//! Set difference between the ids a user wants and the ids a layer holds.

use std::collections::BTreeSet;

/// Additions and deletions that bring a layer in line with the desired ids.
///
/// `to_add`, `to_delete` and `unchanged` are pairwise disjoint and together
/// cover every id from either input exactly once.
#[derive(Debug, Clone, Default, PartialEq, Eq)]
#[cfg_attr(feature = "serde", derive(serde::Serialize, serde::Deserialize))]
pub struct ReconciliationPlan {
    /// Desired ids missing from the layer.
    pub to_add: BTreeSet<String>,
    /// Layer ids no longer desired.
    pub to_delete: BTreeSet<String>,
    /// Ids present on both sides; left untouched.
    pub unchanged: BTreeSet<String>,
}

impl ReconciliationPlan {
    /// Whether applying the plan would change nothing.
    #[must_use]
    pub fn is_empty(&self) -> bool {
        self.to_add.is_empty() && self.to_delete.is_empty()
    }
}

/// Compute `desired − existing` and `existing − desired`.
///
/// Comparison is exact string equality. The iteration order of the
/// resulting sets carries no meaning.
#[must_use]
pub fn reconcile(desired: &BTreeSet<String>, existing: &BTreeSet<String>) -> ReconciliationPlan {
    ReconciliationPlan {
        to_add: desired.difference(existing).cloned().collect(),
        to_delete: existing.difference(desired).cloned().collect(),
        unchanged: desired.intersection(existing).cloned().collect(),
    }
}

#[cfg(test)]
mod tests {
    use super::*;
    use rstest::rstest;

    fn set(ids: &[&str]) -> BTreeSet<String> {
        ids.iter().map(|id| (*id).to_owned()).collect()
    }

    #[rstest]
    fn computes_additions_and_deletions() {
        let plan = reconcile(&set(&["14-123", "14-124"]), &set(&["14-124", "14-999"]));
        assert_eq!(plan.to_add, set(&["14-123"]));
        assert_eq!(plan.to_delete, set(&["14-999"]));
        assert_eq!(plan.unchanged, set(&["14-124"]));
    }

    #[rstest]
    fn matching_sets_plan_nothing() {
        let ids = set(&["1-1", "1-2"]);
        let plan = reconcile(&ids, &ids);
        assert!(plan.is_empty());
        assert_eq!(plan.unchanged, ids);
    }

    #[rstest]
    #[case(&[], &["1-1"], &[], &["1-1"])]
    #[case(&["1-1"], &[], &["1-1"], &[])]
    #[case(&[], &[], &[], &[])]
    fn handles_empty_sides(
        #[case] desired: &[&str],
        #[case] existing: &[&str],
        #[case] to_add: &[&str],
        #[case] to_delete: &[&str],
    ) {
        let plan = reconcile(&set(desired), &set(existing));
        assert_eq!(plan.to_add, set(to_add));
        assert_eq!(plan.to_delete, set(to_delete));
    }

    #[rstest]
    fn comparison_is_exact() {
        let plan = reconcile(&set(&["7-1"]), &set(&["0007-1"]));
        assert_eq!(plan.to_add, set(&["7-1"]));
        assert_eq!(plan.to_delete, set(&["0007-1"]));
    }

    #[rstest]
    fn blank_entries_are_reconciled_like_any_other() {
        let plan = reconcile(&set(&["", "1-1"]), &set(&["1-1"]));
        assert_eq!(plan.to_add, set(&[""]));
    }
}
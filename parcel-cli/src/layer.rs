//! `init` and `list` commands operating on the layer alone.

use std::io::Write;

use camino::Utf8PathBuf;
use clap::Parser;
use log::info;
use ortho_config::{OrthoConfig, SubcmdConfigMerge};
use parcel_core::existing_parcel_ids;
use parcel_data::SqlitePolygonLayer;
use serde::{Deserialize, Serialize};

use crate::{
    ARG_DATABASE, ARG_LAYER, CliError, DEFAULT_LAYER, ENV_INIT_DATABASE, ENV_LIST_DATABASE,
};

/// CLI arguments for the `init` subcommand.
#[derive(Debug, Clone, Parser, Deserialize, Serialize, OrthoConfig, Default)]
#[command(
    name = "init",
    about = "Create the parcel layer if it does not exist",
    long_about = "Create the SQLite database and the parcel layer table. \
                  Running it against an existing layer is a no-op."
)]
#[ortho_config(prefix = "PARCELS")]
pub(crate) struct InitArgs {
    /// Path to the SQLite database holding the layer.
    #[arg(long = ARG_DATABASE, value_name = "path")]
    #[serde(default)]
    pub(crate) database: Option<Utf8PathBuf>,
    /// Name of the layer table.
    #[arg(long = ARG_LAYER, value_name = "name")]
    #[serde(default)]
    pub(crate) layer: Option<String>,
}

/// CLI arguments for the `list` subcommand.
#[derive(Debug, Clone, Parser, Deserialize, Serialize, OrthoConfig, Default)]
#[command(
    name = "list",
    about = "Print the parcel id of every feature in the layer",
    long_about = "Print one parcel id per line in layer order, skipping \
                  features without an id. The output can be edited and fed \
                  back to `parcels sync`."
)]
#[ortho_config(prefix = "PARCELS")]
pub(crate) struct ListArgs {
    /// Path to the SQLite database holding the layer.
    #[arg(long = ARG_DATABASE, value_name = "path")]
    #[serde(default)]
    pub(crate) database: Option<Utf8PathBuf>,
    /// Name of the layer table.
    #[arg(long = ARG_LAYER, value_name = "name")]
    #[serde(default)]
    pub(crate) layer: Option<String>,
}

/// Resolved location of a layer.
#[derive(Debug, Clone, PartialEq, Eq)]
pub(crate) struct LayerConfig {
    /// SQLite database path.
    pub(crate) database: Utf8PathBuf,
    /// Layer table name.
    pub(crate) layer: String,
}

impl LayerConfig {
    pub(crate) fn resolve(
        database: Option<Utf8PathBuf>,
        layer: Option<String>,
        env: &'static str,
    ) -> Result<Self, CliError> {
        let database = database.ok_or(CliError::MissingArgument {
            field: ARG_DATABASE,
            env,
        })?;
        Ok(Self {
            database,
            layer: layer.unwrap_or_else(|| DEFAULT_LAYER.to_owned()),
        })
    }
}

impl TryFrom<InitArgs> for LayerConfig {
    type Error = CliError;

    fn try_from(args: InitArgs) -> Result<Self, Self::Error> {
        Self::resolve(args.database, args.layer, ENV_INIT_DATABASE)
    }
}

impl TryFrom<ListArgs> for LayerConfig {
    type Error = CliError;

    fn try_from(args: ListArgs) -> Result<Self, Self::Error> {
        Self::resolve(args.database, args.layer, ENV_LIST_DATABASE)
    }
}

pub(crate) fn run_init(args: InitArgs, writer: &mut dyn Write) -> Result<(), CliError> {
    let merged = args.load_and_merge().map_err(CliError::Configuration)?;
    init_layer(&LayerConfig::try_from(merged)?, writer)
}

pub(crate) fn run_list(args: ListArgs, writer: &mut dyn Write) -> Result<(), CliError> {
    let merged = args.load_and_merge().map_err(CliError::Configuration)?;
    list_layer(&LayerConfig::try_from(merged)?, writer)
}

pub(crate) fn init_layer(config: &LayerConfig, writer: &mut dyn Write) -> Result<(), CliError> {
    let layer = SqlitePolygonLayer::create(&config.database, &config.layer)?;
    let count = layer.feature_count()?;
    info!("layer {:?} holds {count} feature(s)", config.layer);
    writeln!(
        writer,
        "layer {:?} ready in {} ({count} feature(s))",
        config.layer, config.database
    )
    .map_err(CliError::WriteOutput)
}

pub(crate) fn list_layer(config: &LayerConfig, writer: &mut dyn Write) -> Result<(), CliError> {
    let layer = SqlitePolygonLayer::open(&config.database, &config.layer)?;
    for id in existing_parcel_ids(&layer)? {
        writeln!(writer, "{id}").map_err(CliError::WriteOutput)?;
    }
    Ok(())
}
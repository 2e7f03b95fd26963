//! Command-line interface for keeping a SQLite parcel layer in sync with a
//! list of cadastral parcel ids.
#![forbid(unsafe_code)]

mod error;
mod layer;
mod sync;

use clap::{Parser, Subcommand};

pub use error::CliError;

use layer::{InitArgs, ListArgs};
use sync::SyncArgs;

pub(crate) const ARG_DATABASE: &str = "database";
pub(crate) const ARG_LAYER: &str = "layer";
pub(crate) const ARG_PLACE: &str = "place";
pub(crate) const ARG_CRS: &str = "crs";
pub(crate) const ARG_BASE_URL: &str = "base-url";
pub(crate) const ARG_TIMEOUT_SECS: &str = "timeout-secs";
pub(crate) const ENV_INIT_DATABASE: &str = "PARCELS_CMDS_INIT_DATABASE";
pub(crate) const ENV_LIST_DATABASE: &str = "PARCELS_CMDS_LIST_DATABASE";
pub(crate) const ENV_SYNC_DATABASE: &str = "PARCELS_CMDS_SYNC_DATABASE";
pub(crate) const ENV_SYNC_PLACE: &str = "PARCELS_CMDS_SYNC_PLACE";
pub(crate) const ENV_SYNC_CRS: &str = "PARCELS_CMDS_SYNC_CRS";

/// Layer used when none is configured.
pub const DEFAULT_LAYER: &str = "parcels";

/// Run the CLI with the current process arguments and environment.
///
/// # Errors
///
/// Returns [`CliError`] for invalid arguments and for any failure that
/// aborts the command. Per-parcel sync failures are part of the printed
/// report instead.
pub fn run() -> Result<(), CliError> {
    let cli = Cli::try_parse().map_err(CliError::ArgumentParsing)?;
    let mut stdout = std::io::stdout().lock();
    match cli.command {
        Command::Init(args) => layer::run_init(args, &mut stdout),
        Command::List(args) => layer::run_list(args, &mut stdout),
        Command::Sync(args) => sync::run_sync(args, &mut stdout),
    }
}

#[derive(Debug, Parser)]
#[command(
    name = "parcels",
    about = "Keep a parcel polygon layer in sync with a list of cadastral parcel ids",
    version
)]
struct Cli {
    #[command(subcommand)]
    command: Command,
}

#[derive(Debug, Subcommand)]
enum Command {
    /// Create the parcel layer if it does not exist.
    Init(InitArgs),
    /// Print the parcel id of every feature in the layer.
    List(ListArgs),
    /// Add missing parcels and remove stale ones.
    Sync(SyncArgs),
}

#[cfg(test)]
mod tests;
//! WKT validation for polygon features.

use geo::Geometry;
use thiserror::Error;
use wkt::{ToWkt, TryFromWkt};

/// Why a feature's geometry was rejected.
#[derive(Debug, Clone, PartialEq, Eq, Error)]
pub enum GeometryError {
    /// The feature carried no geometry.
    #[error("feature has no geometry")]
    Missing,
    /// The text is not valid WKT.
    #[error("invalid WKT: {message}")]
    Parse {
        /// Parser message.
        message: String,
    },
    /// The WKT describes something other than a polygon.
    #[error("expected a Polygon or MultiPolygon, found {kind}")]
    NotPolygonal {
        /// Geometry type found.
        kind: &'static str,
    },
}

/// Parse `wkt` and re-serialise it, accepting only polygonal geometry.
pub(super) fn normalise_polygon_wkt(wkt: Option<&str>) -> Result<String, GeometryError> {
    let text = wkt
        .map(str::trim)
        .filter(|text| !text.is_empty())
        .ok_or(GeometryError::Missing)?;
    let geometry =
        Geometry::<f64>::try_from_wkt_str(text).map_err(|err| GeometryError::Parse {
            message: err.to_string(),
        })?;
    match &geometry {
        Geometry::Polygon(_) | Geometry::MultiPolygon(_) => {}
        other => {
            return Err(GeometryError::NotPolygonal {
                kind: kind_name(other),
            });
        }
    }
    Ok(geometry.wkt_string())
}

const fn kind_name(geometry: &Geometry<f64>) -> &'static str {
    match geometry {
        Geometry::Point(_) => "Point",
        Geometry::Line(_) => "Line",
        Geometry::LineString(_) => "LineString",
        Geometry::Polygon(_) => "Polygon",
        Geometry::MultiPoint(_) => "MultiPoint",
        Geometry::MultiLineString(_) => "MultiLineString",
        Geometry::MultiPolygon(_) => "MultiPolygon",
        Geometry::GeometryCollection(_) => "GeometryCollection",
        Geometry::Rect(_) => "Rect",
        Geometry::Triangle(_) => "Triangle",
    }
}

+--

- [Problem details] Reproduce the entries above exactly, starting at their first line and finishing with the line that contains "#[derive(Debug, Clone, Default, PartialEq, Eq)]".

- [Answer to the problem]
//! Set difference between the ids a user wants and the ids a layer holds.

use std::collections::BTreeSet;

/// Additions and deletions that bring a layer in line with the desired ids.
///
/// `to_add`, `to_delete` and `unchanged` are pairwise disjoint and together
/// cover every id from either input exactly once.
#[derive(Debug, Clone, Default, PartialEq, Eq)]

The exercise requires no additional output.